Contango is both a symptom of a market that is adequately or over supplied, and an enabler of storage, since it provides a financial incentive to hold excess stocks.
In a market characterised by contango, traders can buy and store physical stocks of the commodity and cover the cost by establishing a short position in the futures market, a strategy known as "cash and carry".
(The etymology of "contango" is obscure but it seems to have emerged in the mid-19th century in the context of stock exchange trading and may be derived from "contingent" or "continue".)
Oil Market Cycle
In the oil market, there has been a close correspondence between the supply-demand balance, stocks and the degree of contango or backwardation in Brent futures prices (http://tmsnrt.rs/1TKTUl7).

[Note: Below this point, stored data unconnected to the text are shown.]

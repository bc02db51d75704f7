//! Demo dataset generation
//!
//! Fills the log with randomized responses so the dashboard has something
//! to show during development and demos. Never runs implicitly; only the
//! explicit `--seed-demo` flag reaches this.

use anyhow::Result;
use chrono::{Duration, SecondsFormat};
use opros_common::model::SurveyResponse;
use opros_common::{time, QuestionCatalog};
use rand::Rng;
use serde_json::json;
use sqlx::SqlitePool;
use std::collections::BTreeMap;

use crate::db::responses::insert_response;

/// Insert `count` randomized responses: yes/no at even odds per question,
/// roughly a third of them with feedback, timestamps spread over the last
/// 24 hours.
pub async fn seed_demo(pool: &SqlitePool, catalog: &QuestionCatalog, count: u32) -> Result<u32> {
    let mut rng = rand::thread_rng();
    let mut inserted = 0;

    for i in 0..count {
        let age_seconds: i64 = rng.gen_range(0..86_400);
        let timestamp = (time::now() - Duration::seconds(age_seconds))
            .to_rfc3339_opts(SecondsFormat::Millis, true);

        let mut answers = BTreeMap::new();
        for question in &catalog.questions {
            let value = if rng.gen_bool(0.5) { "yes" } else { "no" };
            answers.insert(question.key(), json!(value));
        }

        let feedback = if rng.gen_bool(0.3) {
            format!("Тестовый отзыв {}", i + 1)
        } else {
            String::new()
        };

        let response = SurveyResponse {
            submission_id: None,
            timestamp,
            answers,
            feedback: json!(feedback),
        };

        insert_response(pool, &response).await?;
        inserted += 1;
    }

    Ok(inserted)
}

#[cfg(test)]
mod tests {
    use super::*;
    use crate::db::{connect_memory, responses};
    use opros_common::aggregate::aggregate;

    #[tokio::test]
    async fn test_seed_inserts_requested_count() {
        let pool = connect_memory().await.unwrap();
        let catalog = QuestionCatalog::embedded_default();

        let inserted = seed_demo(&pool, catalog, 25).await.unwrap();
        assert_eq!(inserted, 25);
        assert_eq!(responses::count(&pool).await.unwrap(), 25);
    }

    #[tokio::test]
    async fn test_seeded_rows_aggregate_cleanly() {
        let pool = connect_memory().await.unwrap();
        let catalog = QuestionCatalog::embedded_default();

        seed_demo(&pool, catalog, 10).await.unwrap();
        let stored = responses::fetch_all(&pool).await.unwrap();
        let summary = aggregate(&stored, catalog);

        assert_eq!(summary.total_count, 10);
        for stats in summary.per_question.values() {
            assert_eq!(stats.total_answers, 10);
            assert_eq!(stats.yes_count + stats.no_count, stats.total_answers);
        }
    }
}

Progressive oversupply of the oil market between 1996 and 1998 was associated with a shift in Brent futures prices from backwardation to contango.
The tightening of the market in the course of 1999 was accompanied by a return to backwardation in futures prices ("Oil Market Report", IEA, Dec 1999).
The same shift from backwardation to contango and then back to backwardation was evident during the price spike of 2008 and subsequent recession in 2008/2009.
Even as spot oil prices raced towards their peak of more than $140 per barrel in July 2008, the backwardation in futures prices began to soften from November 2007 and especially May 2008.
The easing backwardation should have been a warning signal that the global economy and oil demand were stalling and the stock situation was improving.